Supervisory Guidance on Model Risk Management for Anti-Money Laundering (AML) and Combating the Financing of Terrorism (CFT)
Financial institutions that rely on systems or models to assist in complying with AML/CFT requirements are subject to supervisory guidance from financial regulatory agencies. This article provides an overview of key FAQs, joint statements, and other resources related to model risk management.
Model Risk Management: An Overview
Model risk management refers to the process of identifying, assessing, measuring, monitoring, and controlling risks associated with the use of models in financial institutions.
Identifying Potential Risks
When using a system or model for AML/CFT compliance, institutions should consider factors such as:
- Data quality
- Model complexity
- User understanding
These factors can help identify potential risks and inform mitigation strategies.
Joint Statements from Regulatory Bodies
The Basel Committee on Banking Supervision (BCBS) has issued guidance on the sound management of risks related to money laundering and financing of terrorism. Additionally, the BCBS has developed standards for correspondent banking activities, including due diligence requirements.
Resources for Model Risk Management
- FinCEN’s Financial Institutions Hotline: 1-866-556-3974 (24/7)

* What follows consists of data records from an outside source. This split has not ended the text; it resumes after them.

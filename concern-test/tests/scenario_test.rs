//! Scenario runs against the in-process replica set.
//!
//! Time is paused, so replication lag, grace sleeps and blocked writes all
//! resolve instantly and deterministically.

use std::sync::Arc;
use std::time::Duration;

use concern_test::scenario::{
    majority_write_with_quorum, majority_write_without_quorum, normal_insert, read_majority_after_w1,
    single_node_write_with_minority_isolated,
};
use concern_test::{
    all_scenarios, run_all, Expectation, FixturePhase, Scenario, ScenarioFixture, ScenarioOutcome,
    Step,
};
use replset_harness::cluster::config::TimingConfig;
use replset_harness::store::SimulatedReplicaSet;
use replset_harness::{sample_people, FaultOutcome, ReadConcernLevel, WriteConcernLevel};

fn fixture() -> (Arc<SimulatedReplicaSet>, ScenarioFixture) {
    concern_test::trace::init_for_tests();
    let sim = Arc::new(SimulatedReplicaSet::reference());
    let fixture = ScenarioFixture::simulated(sim.clone());
    (sim, fixture)
}

#[tokio::test(start_paused = true)]
async fn test_normal_insert_passes() {
    let (_, mut fixture) = fixture();
    let report = fixture.run(&normal_insert(&TimingConfig::default())).await;

    assert_eq!(report.outcome, ScenarioOutcome::Passed, "{}", report.outcome);
    assert!(report.met_expectation());
    assert!(report.faults.is_empty());
    assert_eq!(report.history.len(), 2);
    assert_eq!(fixture.phase(), FixturePhase::TornDown);
}

#[tokio::test(start_paused = true)]
async fn test_w1_write_ignores_isolated_minority() {
    let (_, mut fixture) = fixture();
    let report = fixture
        .run(&single_node_write_with_minority_isolated(&TimingConfig::default()))
        .await;

    assert!(report.passed(), "{}", report.outcome);
    // w:1 needs nothing from the secondaries
    assert_eq!(report.elapsed, Duration::ZERO);
}

#[tokio::test(start_paused = true)]
async fn test_majority_write_with_quorum_waits_one_lag() {
    let (sim, mut fixture) = fixture();
    let report = fixture.run(&majority_write_with_quorum(&TimingConfig::default())).await;

    assert!(report.passed(), "{}", report.outcome);
    assert_eq!(report.elapsed, sim.replication_lag());

    let isolated: Vec<_> = report.faults.iter().map(|f| f.member.as_str()).collect();
    assert_eq!(isolated, vec!["mongo4", "mongo-arbiter"]);
    assert!(report
        .faults
        .iter()
        .all(|f| !f.reachable && f.outcome == FaultOutcome::Applied));
    assert_eq!(report.failed_faults().count(), 0);
}

#[tokio::test(start_paused = true)]
async fn test_majority_write_without_quorum_times_out() {
    let (sim, mut fixture) = fixture();
    let scenario = majority_write_without_quorum(&TimingConfig::default());
    let report = fixture.run(&scenario).await;

    assert_eq!(report.expectation, Expectation::TimeOut);
    assert_eq!(
        report.outcome,
        ScenarioOutcome::TimedOut {
            step: 2,
            elapsed: Duration::from_secs(5)
        }
    );
    assert!(report.met_expectation());
    assert!(!report.passed());
    assert!(matches!(report.stopped_at, Some(Step::Insert { .. })));

    // teardown reconnected the partitioned members
    assert!(sim.registry().isolated().next().is_none());
    assert!(fixture.registry().isolated().next().is_none());
}

#[tokio::test(start_paused = true)]
async fn test_read_majority_after_w1() {
    let (_, mut fixture) = fixture();
    let report = fixture.run(&read_majority_after_w1(&TimingConfig::default())).await;

    assert!(report.passed(), "{}", report.outcome);
    assert_eq!(report.elapsed, Duration::from_secs(6));
    assert!(report.check.is_consistent);

    let majority_counts: Vec<_> = report
        .history
        .reads()
        .filter(|op| op.is_majority_read())
        .filter_map(|op| op.read_count())
        .collect();
    assert_eq!(majority_counts, vec![0, 2, 2, 2]);
    assert_eq!(report.history.inserts().count(), 2);
}

#[tokio::test(start_paused = true)]
async fn test_short_grace_fails_the_read_scenario() {
    let (_, mut fixture) = fixture();
    let timing = TimingConfig {
        grace_interval_ms: 100,
        ..TimingConfig::default()
    };
    let report = fixture.run(&read_majority_after_w1(&timing)).await;

    assert_eq!(
        report.outcome,
        ScenarioOutcome::CountMismatch {
            step: 5,
            read: Some(ReadConcernLevel::Majority),
            expected: 2,
            observed: 0,
        }
    );
    assert!(!report.met_expectation());
}

#[tokio::test(start_paused = true)]
async fn test_wrong_expectation_is_a_count_mismatch() {
    let (_, mut fixture) = fixture();
    let scenario = Scenario::new("eager_majority", "a majority read right after a w:1 write")
        .insert(&sample_people(), Some(WriteConcernLevel::single_node()))
        .expect_count(Some(ReadConcernLevel::Majority), 3);
    let report = fixture.run(&scenario).await;

    assert_eq!(
        report.outcome,
        ScenarioOutcome::CountMismatch {
            step: 1,
            read: Some(ReadConcernLevel::Majority),
            expected: 3,
            observed: 0,
        }
    );
    // the observation itself was legal
    assert!(report.check.is_consistent);
}

#[tokio::test(start_paused = true)]
async fn test_unknown_member_is_an_invalid_step() {
    let (_, mut fixture) = fixture();
    let scenario = Scenario::new("typo", "isolates a member that does not exist")
        .isolate("mongo2")
        .isolate("mongo9");
    let report = fixture.run(&scenario).await;

    assert!(matches!(report.outcome, ScenarioOutcome::InvalidStep { step: 1, .. }));
    assert_eq!(report.faults.len(), 1);
    assert!(fixture.registry().isolated().next().is_none());
}

#[tokio::test(start_paused = true)]
async fn test_unsatisfiable_write_concern_is_a_store_failure() {
    let (_, mut fixture) = fixture();
    let scenario = Scenario::new("w5", "asks for more acknowledgments than there are data-bearing members")
        .insert(&sample_people(), Some(WriteConcernLevel::Nodes(5)));
    let report = fixture.run(&scenario).await;

    match &report.outcome {
        ScenarioOutcome::StoreFailed { step, .. } => assert_eq!(*step, 0),
        other => panic!("expected a store failure, got {}", other),
    }
}

#[tokio::test(start_paused = true)]
async fn test_isolating_twice_reports_already_in_state() {
    let (_, mut fixture) = fixture();
    let scenario = Scenario::new("double_isolate", "isolates the same member twice")
        .isolate("mongo3")
        .isolate("mongo3");
    let report = fixture.run(&scenario).await;

    assert!(report.passed());
    let outcomes: Vec<_> = report.faults.iter().map(|f| f.outcome.clone()).collect();
    assert_eq!(outcomes, vec![FaultOutcome::Applied, FaultOutcome::AlreadyInState]);
    assert_eq!(report.failed_faults().count(), 0);
}

#[tokio::test(start_paused = true)]
async fn test_all_builtins_meet_expectations_in_sequence() {
    let (_, mut fixture) = fixture();
    let reports = run_all(&mut fixture, &all_scenarios(&TimingConfig::default())).await;

    assert_eq!(reports.len(), 5);
    for report in &reports {
        assert!(report.met_expectation(), "{}: {}", report.name, report.outcome);
        assert!(report.check.is_consistent, "{}: {:?}", report.name, report.check.violations);
    }

    let summary = reports[3].summary();
    assert_eq!(summary.name, "majority_write_without_quorum");
    assert!(summary.met_expectation);
    assert_eq!(summary.elapsed_ms, 5000);
}

#[tokio::test(start_paused = true)]
async fn test_sleeping_past_the_deadline_is_not_a_blocked_write() {
    let (_, mut fixture) = fixture();
    let scenario = Scenario::new("slow", "sleeps past its deadline without writing")
        .sleep(Duration::from_secs(10))
        .expecting(Expectation::TimeOut);
    let report = fixture.run(&scenario).await;

    assert!(report.timed_out());
    assert_eq!(report.stopped_at, Some(Step::Sleep(Duration::from_secs(10))));
    assert!(!report.met_expectation());
}
//! Read-visibility checker
//!
//! Checks a scenario history against the visibility rules a replicated
//! store must obey, independently of the literal counts a scenario expects:
//!
//! 1. A read never returns more documents than were submitted by inserts
//!    invoked before the read completed. Failed inserts count here, since a
//!    write that missed its concern may still be applied.
//! 2. A majority read never returns fewer documents than were acknowledged
//!    at `w: majority` before the read was invoked.
//! 3. Majority reads that follow one another never go backwards.

use crate::history::{History, OpResult, Operation};

/// Result of a visibility check
#[derive(Debug, Clone, PartialEq, Eq)]
pub struct CheckResult {
    pub is_consistent: bool,
    /// One line per violated rule instance
    pub violations: Vec<String>,
}

impl CheckResult {
    fn from_violations(violations: Vec<String>) -> Self {
        CheckResult {
            is_consistent: violations.is_empty(),
            violations,
        }
    }
}

pub struct VisibilityChecker;

impl VisibilityChecker {
    pub fn check(history: &History) -> CheckResult {
        let ops = history.sorted_by_invoke_time();
        let inserts: Vec<&Operation> = ops.iter().copied().filter(|op| op.is_insert()).collect();
        let mut violations = Vec::new();

        for read in ops.iter().copied() {
            let Some(observed) = read.read_count() else {
                continue;
            };

            let upper: usize = inserts
                .iter()
                .filter(|w| w.invoke_ts <= read.complete_ts)
                .map(|w| w.submitted_docs())
                .sum();
            if observed > upper {
                violations.push(format!(
                    "read {} returned {} documents but only {} were written",
                    read.id, observed, upper
                ));
            }

            if read.is_majority_read() {
                let lower: usize = inserts
                    .iter()
                    .filter(|w| w.is_majority_acknowledged() && w.precedes(read))
                    .map(|w| w.submitted_docs())
                    .sum();
                if observed < lower {
                    violations.push(format!(
                        "majority read {} returned {} documents, missing majority-acknowledged writes ({})",
                        read.id, observed, lower
                    ));
                }
            }
        }

        let majority_reads: Vec<&Operation> = ops
            .iter()
            .copied()
            .filter(|op| op.is_majority_read() && !matches!(op.result, OpResult::Error(_)))
            .collect();
        for (i, later) in majority_reads.iter().enumerate() {
            for earlier in &majority_reads[..i] {
                if !earlier.precedes(later) {
                    continue;
                }
                if let (Some(before), Some(after)) = (earlier.read_count(), later.read_count()) {
                    if after < before {
                        violations.push(format!(
                            "majority read {} returned {} documents after read {} returned {}",
                            later.id, after, earlier.id, before
                        ));
                    }
                }
            }
        }

        CheckResult::from_violations(violations)
    }
}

- Wolfsberg Correspondent Banking Due Diligence Questionnaire
- National Strategies and Risk Assessments:
- 2022 National Strategy for Combating Terrorist and Other Illicit Financing
- National Money Laundering Risk Assessment
- National Terrorist Financing Risk Assessment
- National Proliferation Financing Risk Assessment
Educational Resources
- Anti-Money Laundering/Countering the Financing of Terrorism technical assistance video
- FDIC’s Technical Assistance Video Program: Educational videos on areas of supervisory focus and regulatory changes.
By understanding these FAQs, joint statements, resources, and guidance, financial institutions can better manage model risks and ensure compliance with AML/CFT requirements.